Analyzing the Collatz Conjecture Using the Mathematical Complete Induction Method
Round 1
Reviewer 1 Report
Your proof of the Collatz conjecture in section 3 which you used the mathematical complete induction method is true and straightforward. Is there a generalized Collatz conjecture? Or is this the only possible one which the last terms are the cycle 4, 2, 1? What about the other possible cycles?
Author Response
Dear referees,
We are very grateful for reviewing our paper and writing to us your reports with your opinion and suggestions.
Here you can find bellow, the list of changes of our manuscript, following your suggestions:
1.- In Introduction: we remark that in our paper we are showing a proof of the Collatz conjecture as it was stated for positive integers. We haved added:
- A) Before of the paragraph where it says “In this paper, we demonstrate…”, we add:
“There are extensions in other domains, such as iterating through all integers, obtaining in this case other cycles than 4, 2, 1. However, it is not our aim to study these extensions in other domains. Although, quite possibly, the method of demonstration we show could be used to prove the generalised conjecture.”
- B) In the paragraph where we say “In this paper, we demonstrate…”, we add:
“In this paper, we demonstrate the Collatz conjecture as it was stated for positive integers number using the mathematical complete induction method.”
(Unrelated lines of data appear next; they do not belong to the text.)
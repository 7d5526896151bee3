pub mod formatter;
pub mod frequency;
pub mod session;
pub mod stop_words;
pub mod utils;

pub use formatter::result_formatter::ResultFormatter;
pub use frequency::frequency_counter::{FrequencyCounter, FrequencyMapping};
pub use session::tag_session::TagSession;
pub use stop_words::stop_word_set::StopWordSet;
pub use utils::error::TagError;
use std::{
    collections::{BTreeMap, btree_map},
    fs::File,
    io::{self, BufRead, BufReader},
    path::Path,
};

use once_cell::sync::Lazy;
use regex::Regex;

use crate::{stop_words::stop_word_set::StopWordSet, utils::lines::for_each_lossy_line};

static NON_LETTER_REGEX: Lazy<Regex> =
    Lazy::new(|| Regex::new(r"[^a-zA-Z]").expect("non-letter pattern is valid"));

/// Word to occurrence count, iterated in ascending word order.
///
/// Keys are non-empty and consist of lowercase ASCII letters only.
#[derive(Debug, Clone, Default, PartialEq, Eq)]
pub struct FrequencyMapping {
    word_frequencies: BTreeMap<String, u32>,
}

impl FrequencyMapping {
    pub fn new() -> FrequencyMapping {
        FrequencyMapping {
            word_frequencies: BTreeMap::new(),
        }
    }

    pub fn increment(&mut self, word: &str) {
        let count = self.word_frequencies.entry(word.to_string()).or_insert(0);
        *count = count.saturating_add(1);
    }

    pub fn insert(&mut self, word: String, count: u32) {
        self.word_frequencies.insert(word, count);
    }

    pub fn get(&self, word: &str) -> Option<u32> {
        self.word_frequencies.get(word).copied()
    }

    pub fn iter(&self) -> btree_map::Iter<'_, String, u32> {
        self.word_frequencies.iter()
    }

    pub fn len(&self) -> usize {
        self.word_frequencies.len()
    }

    pub fn is_empty(&self) -> bool {
        self.word_frequencies.is_empty()
    }

    pub fn total_count(&self) -> u64 {
        self.word_frequencies.values().map(|&count| count as u64).sum()
    }
}

impl<'a> IntoIterator for &'a FrequencyMapping {
    type Item = (&'a String, &'a u32);
    type IntoIter = btree_map::Iter<'a, String, u32>;

    fn into_iter(self) -> Self::IntoIter {
        self.word_frequencies.iter()
    }
}

/// Replaces every non ASCII letter with a space, lowercases, and splits on whitespace.
pub fn tokenize_line(line: &str) -> Vec<String> {
    let normalized = NON_LETTER_REGEX.replace_all(line, " ").to_ascii_lowercase();
    normalized.split_whitespace().map(str::to_string).collect()
}

pub struct FrequencyCounter<'a> {
    stop_words: &'a StopWordSet,
}

impl<'a> FrequencyCounter<'a> {
    pub fn new(stop_words: &'a StopWordSet) -> FrequencyCounter<'a> {
        FrequencyCounter { stop_words }
    }

    pub fn count_line(&self, line: &str, word_frequencies: &mut FrequencyMapping) {
        for word in tokenize_line(line) {
            if !word.is_empty() && !self.stop_words.contains(&word) {
                word_frequencies.increment(&word);
            }
        }
    }

    /// Counts every retained word of `reader`. A read error drops the partial mapping.
    /// Malformed UTF-8 acts as a delimiter like any other non-letter.
    pub fn process<R: BufRead>(&self, reader: R) -> Result<FrequencyMapping, io::Error> {
        let mut word_frequencies = FrequencyMapping::new();
        for_each_lossy_line(reader, |line| self.count_line(line, &mut word_frequencies))?;
        Ok(word_frequencies)
    }

    pub fn process_path<P: AsRef<Path>>(&self, path: P) -> Result<FrequencyMapping, io::Error> {
        let file = File::open(path)?;
        self.process(BufReader::new(file))
    }
}
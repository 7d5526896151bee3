use std::{
    fs::File,
    io::{self, BufRead, BufReader},
    path::Path,
};

use rustc_hash::FxHashSet;

use crate::utils::lines::for_each_lossy_line;

// Lowercased, trimmed words excluded from counting
#[derive(Debug, Clone, Default, PartialEq)]
pub struct StopWordSet {
    stop_word_set: FxHashSet<String>,
}

pub fn normalize_stop_word(line: &str) -> String {
    line.trim().to_lowercase()
}

impl StopWordSet {
    pub fn new() -> StopWordSet {
        StopWordSet {
            stop_word_set: FxHashSet::default(),
        }
    }

    /// Builds a fresh set from one candidate word per line. Blank lines are skipped.
    pub fn load<R: BufRead>(reader: R) -> Result<StopWordSet, io::Error> {
        let mut stop_word_set = FxHashSet::default();
        for_each_lossy_line(reader, |line| {
            let word = normalize_stop_word(line);
            if !word.is_empty() {
                stop_word_set.insert(word);
            }
        })?;
        Ok(StopWordSet { stop_word_set })
    }

    pub fn from_path<P: AsRef<Path>>(path: P) -> Result<StopWordSet, io::Error> {
        let file = File::open(path)?;
        Self::load(BufReader::new(file))
    }

    /// Exact match. The probe must already be lowercase.
    pub fn contains(&self, word: &str) -> bool {
        self.stop_word_set.contains(word)
    }

    pub fn len(&self) -> usize {
        self.stop_word_set.len()
    }

    pub fn is_empty(&self) -> bool {
        self.stop_word_set.is_empty()
    }
}

impl<S: AsRef<str>> FromIterator<S> for StopWordSet {
    fn from_iter<I: IntoIterator<Item = S>>(iter: I) -> Self {
        let stop_word_set = iter
            .into_iter()
            .map(|word| normalize_stop_word(word.as_ref()))
            .filter(|word| !word.is_empty())
            .collect();
        StopWordSet { stop_word_set }
    }
}
use std::io::{self, BufRead};

/// Calls `f` with each line of `reader`, without the trailing `\n` or `\r\n`.
/// Malformed UTF-8 is replaced with U+FFFD instead of failing the read.
pub fn for_each_lossy_line<R: BufRead, F: FnMut(&str)>(mut reader: R, mut f: F) -> io::Result<()> {
    let mut buf = Vec::new();
    loop {
        buf.clear();
        if reader.read_until(b'\n', &mut buf)? == 0 {
            return Ok(());
        }
        if buf.last() == Some(&b'\n') {
            buf.pop();
            if buf.last() == Some(&b'\r') {
                buf.pop();
            }
        }
        f(&String::from_utf8_lossy(&buf));
    }
}

#[cfg(test)]
mod tests {
    use super::*;
    use std::io::Cursor;

    fn collect_lines(bytes: &[u8]) -> Vec<String> {
        let mut lines = Vec::new();
        for_each_lossy_line(Cursor::new(bytes), |line| lines.push(line.to_string())).unwrap();
        lines
    }

    #[test]
    fn test_strips_line_endings() {
        assert_eq!(collect_lines(b"one\r\ntwo\n\nthree"), vec!["one", "two", "", "three"]);
    }

    #[test]
    fn test_malformed_bytes_are_replaced() {
        assert_eq!(collect_lines(b"caf\xe9 ok\n"), vec!["caf\u{fffd} ok"]);
    }

    #[test]
    fn test_empty_input_has_no_lines() {
        assert!(collect_lines(b"").is_empty());
    }
}
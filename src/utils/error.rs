use std::{io, path::PathBuf};

#[derive(Debug, thiserror::Error)]
pub enum TagError {
    #[error("Error reading stop words file: {source}")]
    ReadStopWords { path: PathBuf, source: io::Error },
    #[error("Error reading file: {source}")]
    Read { path: PathBuf, source: io::Error },
    #[error("Error saving file: {source}")]
    Write { path: PathBuf, source: io::Error },
    #[error("Please select a stop words file first.")]
    StopWordsNotLoaded,
    #[error("No tags to save. Please select and process a text file first.")]
    NoResults,
}

impl TagError {
    /// True for misuse of the session (wrong call order), false for I/O failures.
    pub fn is_usage(&self) -> bool {
        matches!(self, TagError::StopWordsNotLoaded | TagError::NoResults)
    }
}
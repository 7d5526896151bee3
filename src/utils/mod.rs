pub mod config;
pub mod error;
pub mod lines;
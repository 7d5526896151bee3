pub mod frequency_counter;
use std::{
    fs::File,
    io::{self, BufRead, BufReader, BufWriter, Write},
    path::Path,
};

use crate::frequency::frequency_counter::FrequencyMapping;

pub struct ResultFormatter;

impl ResultFormatter {
    pub fn format_entry(word: &str, count: u32) -> String {
        format!("{}: {}", word, count)
    }

    /// One `"<word>: <count>"` line per entry, ascending by word.
    pub fn render(mapping: &FrequencyMapping) -> Vec<String> {
        mapping
            .iter()
            .map(|(word, count)| Self::format_entry(word, *count))
            .collect()
    }

    pub fn write_to<W: Write>(mapping: &FrequencyMapping, writer: &mut W) -> Result<(), io::Error> {
        for line in Self::render(mapping) {
            writeln!(writer, "{}", line)?;
        }
        writer.flush()
    }

    /// Does not reject an empty mapping; callers decide whether that is allowed.
    pub fn save<P: AsRef<Path>>(mapping: &FrequencyMapping, path: P) -> Result<(), io::Error> {
        let file = File::create(path)?;
        let mut writer = BufWriter::new(file);
        Self::write_to(mapping, &mut writer)
    }

    pub fn parse_line(line: &str) -> Option<(String, u32)> {
        let (word, count) = line.split_once(": ")?;
        if word.is_empty() || !word.chars().all(|c| c.is_ascii_lowercase()) {
            return None;
        }
        if count.is_empty() || !count.bytes().all(|b| b.is_ascii_digit()) {
            return None;
        }
        let count = count.parse::<u32>().ok()?;
        Some((word.to_string(), count))
    }

    /// Inverse of `render`. Blank lines are skipped; the first malformed line is reported
    /// as `InvalidData` with its 1-based line number.
    pub fn parse_lines<R: BufRead>(reader: R) -> Result<FrequencyMapping, io::Error> {
        let mut mapping = FrequencyMapping::new();
        for (i, line) in reader.lines().enumerate() {
            let line = line?;
            if line.trim().is_empty() {
                continue;
            }
            match Self::parse_line(&line) {
                Some((word, count)) => mapping.insert(word, count),
                None => {
                    return Err(io::Error::new(
                        io::ErrorKind::InvalidData,
                        format!("line {}: {:?}", i + 1, line),
                    ));
                }
            }
        }
        Ok(mapping)
    }

    pub fn load<P: AsRef<Path>>(path: P) -> Result<FrequencyMapping, io::Error> {
        let file = File::open(path)?;
        Self::parse_lines(BufReader::new(file))
    }
}
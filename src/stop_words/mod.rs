pub mod stop_word_set;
2.- In page 5, X_{S+u} the S+u is all written as a subindex.
3.- All that is explained in page 6, we consider that it is absolutely necessary to understand why this limite is equal to 1. Therefore, we can not remove/change anything.
4.- We add the MSC code after keywords.
With our very best regards,
Dr. Christophe Jouis and Prof. Mercedes Orús-Lacort
Reviewer 2 Report
The conjecture of Collatz is a apparently simple problem of mathematics, but old and unsolved. More exactly, this conjecture is a one of the biggest from the number theory research field of interest. Let us consider an arbitrary positive integer number n. If this number is even, then it will be transformed in the half, n/2. If the number n is odd, then it will be transformed in the number 3n+1. The Collatz's conjecture say that starting with any positive integer n and after applying of succesive previous transformations, always reach 1. The single the loop of this tranformation is 4,2,1.
Despite recent progress in the solving of this conjecture, we still don't know if there exist a positive integer number who can escape its infinite loop which is formed with 4, 2 and 1. Authors of the present manuscript presented a very nice tentative of proof for the conjecture of Collatz, using the mathematical complete induction method. Until now the conjecture was confirmed by computation until the huge number $2^{68}$, that means 295,147,905,179,352,825,856. This number is a very, very huge, almost 300 millions of trillions.
In line 176 of the manuscript (page 5) there is a little mistake at "it means that the limit of xS+u ... ". Surely, you may put $x_{S+u}$.
From my point of view, because the authors use the limit when the number of iterations tend to infinity (see R and k tend to infinity), then I think that this can be a big problem! If R and k tend to infinity, then the number m (and also m+1) may be go to infinity. In any case, for m (and for any number less than m) was supposed that there are a finite number of successive iterations when reaches 1.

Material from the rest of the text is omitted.